▸ **DATASET ENTRIES**
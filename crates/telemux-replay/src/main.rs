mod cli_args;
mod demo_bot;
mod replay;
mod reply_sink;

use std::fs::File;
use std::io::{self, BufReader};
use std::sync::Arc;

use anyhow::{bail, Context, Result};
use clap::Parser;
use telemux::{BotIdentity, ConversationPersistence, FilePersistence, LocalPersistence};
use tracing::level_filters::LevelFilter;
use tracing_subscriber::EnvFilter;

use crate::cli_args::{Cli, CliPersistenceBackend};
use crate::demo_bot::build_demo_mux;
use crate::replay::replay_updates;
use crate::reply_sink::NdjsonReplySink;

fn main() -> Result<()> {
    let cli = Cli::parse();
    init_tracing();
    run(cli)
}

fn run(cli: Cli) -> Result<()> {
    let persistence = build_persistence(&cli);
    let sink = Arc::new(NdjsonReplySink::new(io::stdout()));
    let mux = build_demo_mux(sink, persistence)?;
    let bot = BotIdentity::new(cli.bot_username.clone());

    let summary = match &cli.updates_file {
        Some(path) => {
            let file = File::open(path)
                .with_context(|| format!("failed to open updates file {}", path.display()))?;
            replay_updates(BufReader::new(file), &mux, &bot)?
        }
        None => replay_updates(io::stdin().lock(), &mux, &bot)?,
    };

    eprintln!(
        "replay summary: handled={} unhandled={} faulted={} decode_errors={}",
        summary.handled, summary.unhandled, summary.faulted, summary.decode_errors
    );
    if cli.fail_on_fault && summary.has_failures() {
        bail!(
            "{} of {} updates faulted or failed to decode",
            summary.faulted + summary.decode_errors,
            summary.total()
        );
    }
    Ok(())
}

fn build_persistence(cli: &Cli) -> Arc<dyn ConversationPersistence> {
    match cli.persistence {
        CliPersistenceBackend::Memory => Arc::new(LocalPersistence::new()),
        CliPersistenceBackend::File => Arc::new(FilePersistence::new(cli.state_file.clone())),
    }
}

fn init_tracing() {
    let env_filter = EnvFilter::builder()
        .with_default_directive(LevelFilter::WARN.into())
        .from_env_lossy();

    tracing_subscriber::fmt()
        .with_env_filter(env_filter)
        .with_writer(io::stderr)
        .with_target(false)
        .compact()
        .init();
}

▸ **WHAT YOU SHOULD DO**
Across the entries above, how many lines include the word "telemux"? Give only the number.

▸ **TASK OUTPUT**
2